# Task input
%%
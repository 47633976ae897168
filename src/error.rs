use std::path::PathBuf;
use thiserror::Error;

use crate::model::ItemId;

/// The main error type for labelpack operations.
#[derive(Debug, Error)]
pub enum LabelpackError {
    #[error("IO error: {0}")]
    Io(#[from] std::io::Error),

    #[error("Not a readable pack at {path}: {message}")]
    CorruptContainer { path: PathBuf, message: String },

    #[error("Failed to parse annotations from {path}: {source}")]
    MetadataParse {
        path: PathBuf,
        #[source]
        source: serde_json::Error,
    },

    #[error("Failed to write annotations to {path}: {source}")]
    MetadataWrite {
        path: PathBuf,
        #[source]
        source: serde_json::Error,
    },

    #[error("Invalid geometry: {message}")]
    InvalidGeometry { message: String },

    #[error("Failed to decode media {name}: {message}")]
    MediaDecode { name: String, message: String },

    #[error("Failed to encode media for item {id}: {message}")]
    MediaEncode { id: ItemId, message: String },

    #[error("JSON error: {0}")]
    Json(#[from] serde_json::Error),

    #[error("Unsupported option value: {0}")]
    UnsupportedOption(String),

    #[error("Operation cancelled")]
    Cancelled,
}
//! Display colors for labels.

/// An RGBA color with 8-bit channels.
#[derive(Clone, Copy, Debug, PartialEq, Eq)]
pub struct Color {
    pub r: u8,
    pub g: u8,
    pub b: u8,
    pub a: u8,
}

impl Color {
    /// Creates a color from explicit channel values.
    #[inline]
    pub const fn new(r: u8, g: u8, b: u8, a: u8) -> Self {
        Self { r, g, b, a }
    }

    /// Creates a fully opaque color.
    #[inline]
    pub const fn opaque(r: u8, g: u8, b: u8) -> Self {
        Self::new(r, g, b, 255)
    }
}

/// The fixed cycle new labels draw colors from, in assignment order.
const DEFAULT_CYCLE: [Color; 8] = [
    Color::opaque(230, 57, 70),   // red
    Color::opaque(42, 157, 143),  // teal
    Color::opaque(69, 123, 157),  // steel blue
    Color::opaque(244, 162, 97),  // orange
    Color::opaque(142, 68, 173),  // purple
    Color::opaque(233, 196, 106), // yellow
    Color::opaque(38, 70, 83),    // slate
    Color::opaque(231, 111, 81),  // coral
];

/// Insertion-ordered label → color registry.
///
/// Colors are assigned from a fixed cycle on first sight of a label, so
/// the same sequence of labels always shows the same colors. The palette
/// is derived display state and is never persisted.
#[derive(Clone, Debug, Default, PartialEq)]
pub struct LabelPalette {
    entries: Vec<(String, Color)>,
}

impl LabelPalette {
    /// Creates an empty palette.
    pub fn new() -> Self {
        Self::default()
    }

    /// Returns the color for `label`, assigning the next cycle color on
    /// first sight.
    pub fn color_for(&mut self, label: &str) -> Color {
        if let Some(color) = self.get(label) {
            return color;
        }
        let color = DEFAULT_CYCLE[self.entries.len() % DEFAULT_CYCLE.len()];
        self.entries.push((label.to_owned(), color));
        color
    }

    /// Returns the color previously assigned to `label`, if any.
    pub fn get(&self, label: &str) -> Option<Color> {
        self.entries
            .iter()
            .find(|(name, _)| name == label)
            .map(|(_, color)| *color)
    }

    /// Carries an assigned color across a label rename: the new name keeps
    /// the old name's color. A rename onto an already-assigned name keeps
    /// that name's existing color and forgets the old entry. Unknown `old`
    /// is a no-op.
    pub fn rename(&mut self, old: &str, new: &str) {
        if old == new || self.get(old).is_none() {
            return;
        }
        if self.get(new).is_some() {
            self.entries.retain(|(name, _)| name != old);
            return;
        }
        for entry in &mut self.entries {
            if entry.0 == old {
                entry.0 = new.to_owned();
            }
        }
    }

    /// Labels in assignment order.
    pub fn labels(&self) -> impl Iterator<Item = &str> {
        self.entries.iter().map(|(name, _)| name.as_str())
    }

    /// Number of assigned labels.
    pub fn len(&self) -> usize {
        self.entries.len()
    }

    /// Returns true if no label has been assigned a color yet.
    pub fn is_empty(&self) -> bool {
        self.entries.is_empty()
    }
}
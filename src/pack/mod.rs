//! The pack container codec.
//!
//! A pack is a directory with a fixed layout:
//!
//! ```text
//! MyProject/
//! ├── annotations.json      one entry per item, in collection order
//! └── Media/
//!     ├── <item-id>.png     lossless RGBA8 blob per item
//!     └── ...
//! ```
//!
//! Two wire formats share this layout. The *project* format persists
//! item ids and every item, including ones without regions; it is the
//! round-trip format. The *export* format drops the ids and omits
//! empty-region items entirely, for downstream consumption.
//!
//! Reading tolerates compact or pretty JSON, any field order, and
//! unknown fields. Entries whose media blob is missing, escapes the
//! container, or fails to decode are dropped (with a report), never
//! fatal; a missing metadata file or media directory is.

mod read;
mod write;

pub use read::{read_pack, read_pack_with_options, DropReason, DroppedEntry, LoadedPack, ReadOptions};
pub use write::{write_pack, write_pack_with_options, SkippedItem, WriteOptions, WriteReport};

use serde::{Deserialize, Serialize};

use crate::model::{Item, ItemId, Region, RegionBox};
use crate::progress::{Progress, ProgressFn};

/// Metadata file name inside a pack.
pub const METADATA_FILE: &str = "annotations.json";

/// Media directory name inside a pack.
pub const MEDIA_DIR: &str = "Media";

/// Which wire format a pack is written in.
#[derive(Clone, Copy, Debug, Default, PartialEq, Eq)]
pub enum PackFormat {
    /// Round-trip format: item ids persisted, empty-region items kept.
    #[default]
    Project,
    /// Hand-off format: no item ids, empty-region items omitted.
    Export,
}

impl PackFormat {
    pub fn as_str(self) -> &'static str {
        match self {
            PackFormat::Project => "project",
            PackFormat::Export => "export",
        }
    }

    /// Whether this format persists the given item at all.
    pub(crate) fn retains(self, item: &Item) -> bool {
        match self {
            PackFormat::Project => true,
            PackFormat::Export => !item.regions.is_empty(),
        }
    }
}

// ============================================================================
// Wire schema
// ============================================================================

/// One metadata entry as it appears in `annotations.json`.
#[derive(Debug, Serialize, Deserialize)]
pub(crate) struct ItemEntry {
    /// Item identity; absent in export-format output.
    #[serde(default, skip_serializing_if = "Option::is_none")]
    pub(crate) id: Option<ItemId>,

    /// Media blob path relative to the container root.
    pub(crate) image: String,

    /// Region descriptors in region order.
    pub(crate) annotations: Vec<RegionEntry>,
}

impl ItemEntry {
    pub(crate) fn from_item(item: &Item, format: PackFormat) -> Self {
        Self {
            id: match format {
                PackFormat::Project => Some(item.id),
                PackFormat::Export => None,
            },
            image: format!("{MEDIA_DIR}/{}", item.media_name()),
            annotations: item.regions.iter().map(RegionEntry::from_region).collect(),
        }
    }
}

/// One region descriptor: label plus center-origin geometry. Region ids
/// and the hidden flag are not part of the wire schema.
#[derive(Debug, Serialize, Deserialize)]
pub(crate) struct RegionEntry {
    pub(crate) label: String,
    pub(crate) x: f64,
    pub(crate) y: f64,
    pub(crate) width: f64,
    pub(crate) height: f64,
}

impl RegionEntry {
    pub(crate) fn from_region(region: &Region) -> Self {
        Self {
            label: region.label.clone(),
            x: region.bounds.x,
            y: region.bounds.y,
            width: region.bounds.width,
            height: region.bounds.height,
        }
    }

    /// Rehydrates a model region. Wire entries carry no id, so every
    /// decode mints a fresh one.
    pub(crate) fn into_region(self) -> Region {
        Region::new(
            self.label,
            RegionBox::new(self.x, self.y, self.width, self.height),
        )
    }
}

/// Builds the internal progress root for a batch operation, wiring in
/// the caller's observer when one was supplied.
pub(crate) fn build_progress(total: u64, observer: Option<&ProgressFn>) -> Progress {
    match observer {
        Some(f) => {
            let f = f.clone();
            Progress::with_observer(total, move |fraction| f(fraction))
        }
        None => Progress::new(total),
    }
}
//! The ordered annotation collection and its derived label queries.

use std::collections::BTreeSet;

use super::ids::{ItemId, RegionId};
use super::item::Item;

/// An ordered set of annotated items.
///
/// Item order is user-significant and is the only order; every derived
/// query below walks items first, then each item's regions.
///
/// The collection is a value. Edits produce a next-state collection
/// (see [`with_label_renamed`](Collection::with_label_renamed)) and the
/// caller swaps it in wholesale, which is what makes snapshot undo in
/// [`History`](super::History) trivial.
#[derive(Clone, Debug, Default, PartialEq)]
pub struct Collection {
    /// Items in insertion order.
    pub items: Vec<Item>,
}

impl Collection {
    /// Creates an empty collection.
    pub fn new() -> Self {
        Self::default()
    }

    /// Creates a collection from items, preserving their order.
    pub fn from_items(items: Vec<Item>) -> Self {
        Self { items }
    }

    /// Number of items.
    pub fn len(&self) -> usize {
        self.items.len()
    }

    /// Returns true if the collection holds no items.
    pub fn is_empty(&self) -> bool {
        self.items.is_empty()
    }

    /// Total number of regions across all items.
    pub fn region_count(&self) -> usize {
        self.items.iter().map(|item| item.regions.len()).sum()
    }

    /// Distinct labels in first-seen order (item order, then region order
    /// within each item).
    pub fn labels(&self) -> Vec<String> {
        let mut seen = BTreeSet::new();
        let mut out = Vec::new();
        for item in &self.items {
            for region in &item.regions {
                if seen.insert(region.label.as_str()) {
                    out.push(region.label.clone());
                }
            }
        }
        out
    }

    /// Every region carrying `label`, as `(ItemId, RegionId)` pairs in
    /// item order then region order.
    pub fn label_index(&self, label: &str) -> Vec<(ItemId, RegionId)> {
        let mut out = Vec::new();
        for item in &self.items {
            for region in &item.regions {
                if region.label == label {
                    out.push((item.id, region.id));
                }
            }
        }
        out
    }

    /// Returns the next-state collection with every region labeled `old`
    /// relabeled to `new`. Ids, geometry, rasters, and ordering are
    /// untouched, so renaming back restores the original exactly.
    pub fn with_label_renamed(&self, old: &str, new: &str) -> Self {
        let mut next = self.clone();
        for item in &mut next.items {
            for region in &mut item.regions {
                if region.label == old {
                    region.label = new.to_owned();
                }
            }
        }
        next
    }
}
%%
# Instructions for the task
Copy each line from the data that features the string "trip".

# Answer to this task
//! round-trip format. The *export* format drops the ids and omits
    /// Round-trip format: item ids persisted, empty-region items kept.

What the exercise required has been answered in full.